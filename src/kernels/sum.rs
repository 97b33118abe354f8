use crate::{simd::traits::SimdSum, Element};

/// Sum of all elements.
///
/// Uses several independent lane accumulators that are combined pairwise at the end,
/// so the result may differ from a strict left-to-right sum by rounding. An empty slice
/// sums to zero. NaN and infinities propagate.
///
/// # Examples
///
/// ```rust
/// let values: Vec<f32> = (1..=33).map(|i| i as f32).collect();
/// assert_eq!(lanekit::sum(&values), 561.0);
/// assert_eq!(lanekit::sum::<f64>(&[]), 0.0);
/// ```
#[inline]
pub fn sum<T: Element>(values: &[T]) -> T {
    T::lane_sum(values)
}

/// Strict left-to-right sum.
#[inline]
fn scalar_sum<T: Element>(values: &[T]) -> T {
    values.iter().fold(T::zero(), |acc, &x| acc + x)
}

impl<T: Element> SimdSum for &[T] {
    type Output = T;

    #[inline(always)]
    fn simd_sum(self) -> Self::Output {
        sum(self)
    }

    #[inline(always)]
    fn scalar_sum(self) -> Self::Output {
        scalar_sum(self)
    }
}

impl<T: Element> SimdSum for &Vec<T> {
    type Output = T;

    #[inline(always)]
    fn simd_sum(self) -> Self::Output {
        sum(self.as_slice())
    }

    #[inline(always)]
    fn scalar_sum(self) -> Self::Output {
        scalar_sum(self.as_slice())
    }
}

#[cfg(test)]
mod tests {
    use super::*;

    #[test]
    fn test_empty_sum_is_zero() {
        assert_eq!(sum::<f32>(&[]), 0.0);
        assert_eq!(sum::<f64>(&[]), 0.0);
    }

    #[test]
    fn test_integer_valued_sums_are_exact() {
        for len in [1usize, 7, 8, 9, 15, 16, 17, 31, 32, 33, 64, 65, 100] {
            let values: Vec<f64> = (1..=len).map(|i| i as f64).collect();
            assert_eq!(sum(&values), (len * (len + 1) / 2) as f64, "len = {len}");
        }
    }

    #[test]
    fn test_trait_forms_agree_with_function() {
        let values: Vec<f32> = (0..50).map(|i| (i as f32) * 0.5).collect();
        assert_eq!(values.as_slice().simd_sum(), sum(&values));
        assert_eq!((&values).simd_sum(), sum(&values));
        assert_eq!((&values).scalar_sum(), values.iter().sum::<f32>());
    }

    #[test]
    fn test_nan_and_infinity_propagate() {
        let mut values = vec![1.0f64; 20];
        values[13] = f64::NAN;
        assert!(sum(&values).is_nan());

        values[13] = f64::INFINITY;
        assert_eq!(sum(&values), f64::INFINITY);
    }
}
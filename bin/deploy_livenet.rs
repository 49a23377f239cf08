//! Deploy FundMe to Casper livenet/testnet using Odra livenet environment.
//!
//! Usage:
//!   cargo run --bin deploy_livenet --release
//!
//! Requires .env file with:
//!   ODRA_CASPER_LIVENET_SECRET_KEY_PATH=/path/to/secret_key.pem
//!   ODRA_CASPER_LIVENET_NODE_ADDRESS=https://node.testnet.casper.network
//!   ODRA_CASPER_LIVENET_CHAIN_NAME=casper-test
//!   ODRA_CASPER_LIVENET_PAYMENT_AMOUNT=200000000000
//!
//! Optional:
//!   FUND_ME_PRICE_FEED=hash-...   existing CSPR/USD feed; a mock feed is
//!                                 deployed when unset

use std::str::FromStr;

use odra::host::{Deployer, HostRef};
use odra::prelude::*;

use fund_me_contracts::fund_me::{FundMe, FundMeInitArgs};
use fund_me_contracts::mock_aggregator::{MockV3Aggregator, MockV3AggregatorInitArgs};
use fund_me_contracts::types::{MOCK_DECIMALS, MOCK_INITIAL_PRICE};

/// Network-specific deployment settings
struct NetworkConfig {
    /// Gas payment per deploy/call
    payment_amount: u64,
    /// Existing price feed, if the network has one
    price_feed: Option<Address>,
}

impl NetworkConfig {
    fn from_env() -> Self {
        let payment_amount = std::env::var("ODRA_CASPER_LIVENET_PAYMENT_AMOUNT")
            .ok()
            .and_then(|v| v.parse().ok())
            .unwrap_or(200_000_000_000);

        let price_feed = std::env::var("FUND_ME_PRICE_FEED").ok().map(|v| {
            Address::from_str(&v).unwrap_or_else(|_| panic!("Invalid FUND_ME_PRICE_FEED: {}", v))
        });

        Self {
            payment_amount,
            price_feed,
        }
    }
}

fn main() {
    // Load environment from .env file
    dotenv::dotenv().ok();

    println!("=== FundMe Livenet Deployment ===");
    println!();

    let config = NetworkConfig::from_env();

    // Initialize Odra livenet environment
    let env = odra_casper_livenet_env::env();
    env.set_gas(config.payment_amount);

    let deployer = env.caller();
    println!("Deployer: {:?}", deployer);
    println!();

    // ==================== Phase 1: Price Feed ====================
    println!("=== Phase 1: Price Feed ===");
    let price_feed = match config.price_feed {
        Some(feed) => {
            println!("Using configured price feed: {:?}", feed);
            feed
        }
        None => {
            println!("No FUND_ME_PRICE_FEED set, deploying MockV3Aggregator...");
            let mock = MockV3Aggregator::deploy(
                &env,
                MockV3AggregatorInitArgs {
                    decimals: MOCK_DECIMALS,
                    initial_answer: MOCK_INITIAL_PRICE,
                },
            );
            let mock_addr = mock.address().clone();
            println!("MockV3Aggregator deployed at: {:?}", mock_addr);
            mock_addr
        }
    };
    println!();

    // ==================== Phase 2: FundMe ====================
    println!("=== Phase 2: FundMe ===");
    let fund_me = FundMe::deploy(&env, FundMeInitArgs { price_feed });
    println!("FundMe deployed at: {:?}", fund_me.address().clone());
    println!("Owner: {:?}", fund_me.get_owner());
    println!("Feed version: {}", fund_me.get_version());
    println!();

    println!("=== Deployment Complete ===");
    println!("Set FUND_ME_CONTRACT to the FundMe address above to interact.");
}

+++

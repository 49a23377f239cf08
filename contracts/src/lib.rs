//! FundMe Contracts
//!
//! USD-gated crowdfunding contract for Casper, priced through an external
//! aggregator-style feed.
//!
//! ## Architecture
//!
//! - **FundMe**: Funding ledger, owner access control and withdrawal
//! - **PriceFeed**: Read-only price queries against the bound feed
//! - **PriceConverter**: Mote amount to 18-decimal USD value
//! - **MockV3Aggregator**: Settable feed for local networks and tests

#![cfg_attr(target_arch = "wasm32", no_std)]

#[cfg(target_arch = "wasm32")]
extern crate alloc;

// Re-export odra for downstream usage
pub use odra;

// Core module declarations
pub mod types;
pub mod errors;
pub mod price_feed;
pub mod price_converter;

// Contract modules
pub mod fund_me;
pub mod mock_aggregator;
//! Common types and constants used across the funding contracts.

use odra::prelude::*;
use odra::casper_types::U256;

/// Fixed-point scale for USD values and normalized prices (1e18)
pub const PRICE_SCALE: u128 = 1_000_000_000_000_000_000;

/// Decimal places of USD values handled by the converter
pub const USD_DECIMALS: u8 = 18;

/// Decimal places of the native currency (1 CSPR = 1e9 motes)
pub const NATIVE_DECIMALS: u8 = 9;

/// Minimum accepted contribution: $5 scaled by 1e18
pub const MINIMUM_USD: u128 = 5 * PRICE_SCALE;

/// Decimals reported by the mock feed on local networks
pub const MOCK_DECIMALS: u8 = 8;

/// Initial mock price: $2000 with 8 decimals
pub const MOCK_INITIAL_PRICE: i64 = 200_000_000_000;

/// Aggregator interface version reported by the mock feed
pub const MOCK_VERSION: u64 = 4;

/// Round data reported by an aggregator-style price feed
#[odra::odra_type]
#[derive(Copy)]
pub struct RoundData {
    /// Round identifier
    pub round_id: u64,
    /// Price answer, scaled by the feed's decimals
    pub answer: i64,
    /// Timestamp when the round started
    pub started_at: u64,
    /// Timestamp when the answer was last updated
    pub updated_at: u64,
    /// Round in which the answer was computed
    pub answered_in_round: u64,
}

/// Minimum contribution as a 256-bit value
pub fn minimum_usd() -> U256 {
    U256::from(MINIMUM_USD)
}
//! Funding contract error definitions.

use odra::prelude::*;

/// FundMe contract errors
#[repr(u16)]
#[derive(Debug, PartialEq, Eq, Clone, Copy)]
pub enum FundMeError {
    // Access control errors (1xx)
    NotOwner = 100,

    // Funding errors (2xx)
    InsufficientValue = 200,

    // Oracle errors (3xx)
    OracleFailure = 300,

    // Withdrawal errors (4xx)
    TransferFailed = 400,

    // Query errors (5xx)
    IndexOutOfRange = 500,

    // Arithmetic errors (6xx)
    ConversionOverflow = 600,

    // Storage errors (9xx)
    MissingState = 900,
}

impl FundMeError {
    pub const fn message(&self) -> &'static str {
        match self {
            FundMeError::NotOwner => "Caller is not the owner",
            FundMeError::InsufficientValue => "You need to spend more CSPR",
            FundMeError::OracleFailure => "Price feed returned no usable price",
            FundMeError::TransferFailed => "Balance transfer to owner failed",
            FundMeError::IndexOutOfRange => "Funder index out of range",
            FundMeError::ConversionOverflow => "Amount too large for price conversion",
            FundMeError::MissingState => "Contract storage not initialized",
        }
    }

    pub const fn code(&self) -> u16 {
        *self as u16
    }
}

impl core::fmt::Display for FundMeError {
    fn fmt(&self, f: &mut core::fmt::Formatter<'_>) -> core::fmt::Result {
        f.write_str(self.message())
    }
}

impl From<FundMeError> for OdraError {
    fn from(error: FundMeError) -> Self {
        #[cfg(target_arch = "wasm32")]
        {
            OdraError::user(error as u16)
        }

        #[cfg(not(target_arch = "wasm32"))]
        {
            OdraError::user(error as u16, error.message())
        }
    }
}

+++

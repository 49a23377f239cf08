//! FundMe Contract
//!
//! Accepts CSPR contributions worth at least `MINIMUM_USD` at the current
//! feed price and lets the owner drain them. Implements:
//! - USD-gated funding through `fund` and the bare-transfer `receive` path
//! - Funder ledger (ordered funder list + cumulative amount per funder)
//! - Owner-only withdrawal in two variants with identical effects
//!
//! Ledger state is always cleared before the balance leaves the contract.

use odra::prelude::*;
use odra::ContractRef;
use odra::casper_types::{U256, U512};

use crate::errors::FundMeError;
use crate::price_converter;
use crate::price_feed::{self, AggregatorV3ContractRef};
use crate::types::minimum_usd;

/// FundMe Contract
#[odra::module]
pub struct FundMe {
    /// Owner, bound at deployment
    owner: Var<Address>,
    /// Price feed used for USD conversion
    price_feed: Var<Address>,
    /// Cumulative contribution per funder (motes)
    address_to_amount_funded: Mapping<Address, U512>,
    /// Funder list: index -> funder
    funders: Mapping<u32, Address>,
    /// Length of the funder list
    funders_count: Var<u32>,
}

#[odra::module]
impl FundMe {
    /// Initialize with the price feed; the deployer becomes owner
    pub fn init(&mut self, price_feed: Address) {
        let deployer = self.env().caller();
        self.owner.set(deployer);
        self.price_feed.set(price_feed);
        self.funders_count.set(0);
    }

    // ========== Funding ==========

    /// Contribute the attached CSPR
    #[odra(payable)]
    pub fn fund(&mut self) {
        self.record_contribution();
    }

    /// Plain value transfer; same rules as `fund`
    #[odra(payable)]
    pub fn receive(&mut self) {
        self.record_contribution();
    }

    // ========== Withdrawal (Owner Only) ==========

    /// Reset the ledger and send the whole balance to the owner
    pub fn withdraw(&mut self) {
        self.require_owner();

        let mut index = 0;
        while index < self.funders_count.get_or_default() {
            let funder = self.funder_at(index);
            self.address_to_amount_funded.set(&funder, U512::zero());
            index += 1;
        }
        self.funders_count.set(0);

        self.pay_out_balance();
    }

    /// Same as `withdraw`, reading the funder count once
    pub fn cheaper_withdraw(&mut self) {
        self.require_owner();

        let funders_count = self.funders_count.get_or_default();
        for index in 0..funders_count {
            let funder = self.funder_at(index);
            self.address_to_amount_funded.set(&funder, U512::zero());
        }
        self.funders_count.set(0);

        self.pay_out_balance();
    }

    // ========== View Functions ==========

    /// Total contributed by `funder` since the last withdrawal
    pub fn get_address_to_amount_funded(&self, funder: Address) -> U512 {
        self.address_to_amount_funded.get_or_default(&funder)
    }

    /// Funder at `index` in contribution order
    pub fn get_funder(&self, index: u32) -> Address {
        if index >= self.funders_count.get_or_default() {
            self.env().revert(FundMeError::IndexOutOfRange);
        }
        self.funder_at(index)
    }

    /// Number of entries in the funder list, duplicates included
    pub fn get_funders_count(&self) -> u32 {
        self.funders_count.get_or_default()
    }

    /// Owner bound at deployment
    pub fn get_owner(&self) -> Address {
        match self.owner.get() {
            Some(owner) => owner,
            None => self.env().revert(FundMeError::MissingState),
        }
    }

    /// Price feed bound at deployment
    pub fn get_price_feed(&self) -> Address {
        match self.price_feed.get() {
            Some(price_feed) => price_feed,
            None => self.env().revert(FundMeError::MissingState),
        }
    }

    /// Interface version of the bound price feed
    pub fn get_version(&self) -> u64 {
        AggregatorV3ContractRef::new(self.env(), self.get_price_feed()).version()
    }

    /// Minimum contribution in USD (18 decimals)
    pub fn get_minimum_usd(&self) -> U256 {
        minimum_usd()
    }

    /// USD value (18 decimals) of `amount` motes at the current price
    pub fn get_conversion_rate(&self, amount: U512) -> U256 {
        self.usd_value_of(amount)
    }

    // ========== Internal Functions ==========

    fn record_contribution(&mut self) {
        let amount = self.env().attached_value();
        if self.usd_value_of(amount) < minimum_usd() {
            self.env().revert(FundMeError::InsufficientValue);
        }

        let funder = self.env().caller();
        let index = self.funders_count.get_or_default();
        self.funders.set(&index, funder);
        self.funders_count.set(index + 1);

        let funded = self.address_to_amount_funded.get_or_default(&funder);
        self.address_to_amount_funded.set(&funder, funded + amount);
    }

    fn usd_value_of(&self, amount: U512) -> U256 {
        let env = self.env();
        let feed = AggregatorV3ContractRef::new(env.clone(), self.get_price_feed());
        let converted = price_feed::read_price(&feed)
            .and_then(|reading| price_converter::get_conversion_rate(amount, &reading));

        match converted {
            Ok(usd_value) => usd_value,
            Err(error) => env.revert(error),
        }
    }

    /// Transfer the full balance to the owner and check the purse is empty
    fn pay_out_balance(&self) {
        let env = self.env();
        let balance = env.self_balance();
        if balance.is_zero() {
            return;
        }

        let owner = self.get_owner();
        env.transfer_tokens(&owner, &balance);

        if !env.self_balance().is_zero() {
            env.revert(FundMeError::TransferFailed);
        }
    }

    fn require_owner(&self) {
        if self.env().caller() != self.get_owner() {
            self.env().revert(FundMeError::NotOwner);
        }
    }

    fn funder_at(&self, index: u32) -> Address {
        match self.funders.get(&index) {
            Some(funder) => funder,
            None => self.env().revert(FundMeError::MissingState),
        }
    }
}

+++

## YOUR OBJECTIVE
All lines above from the one with "pub mod price_feed;" to the one with "normalized prices (1e18)", inclusive, should be copied exactly, and no other lines.

## TASK OUTPUT
pub mod price_feed;
pub mod price_converter;

// Contract modules
pub mod fund_me;
pub mod mock_aggregator;
//! Common types and constants used across the funding contracts.

use odra::prelude::*;
use odra::casper_types::U256;

/// Fixed-point scale for USD values and normalized prices (1e18)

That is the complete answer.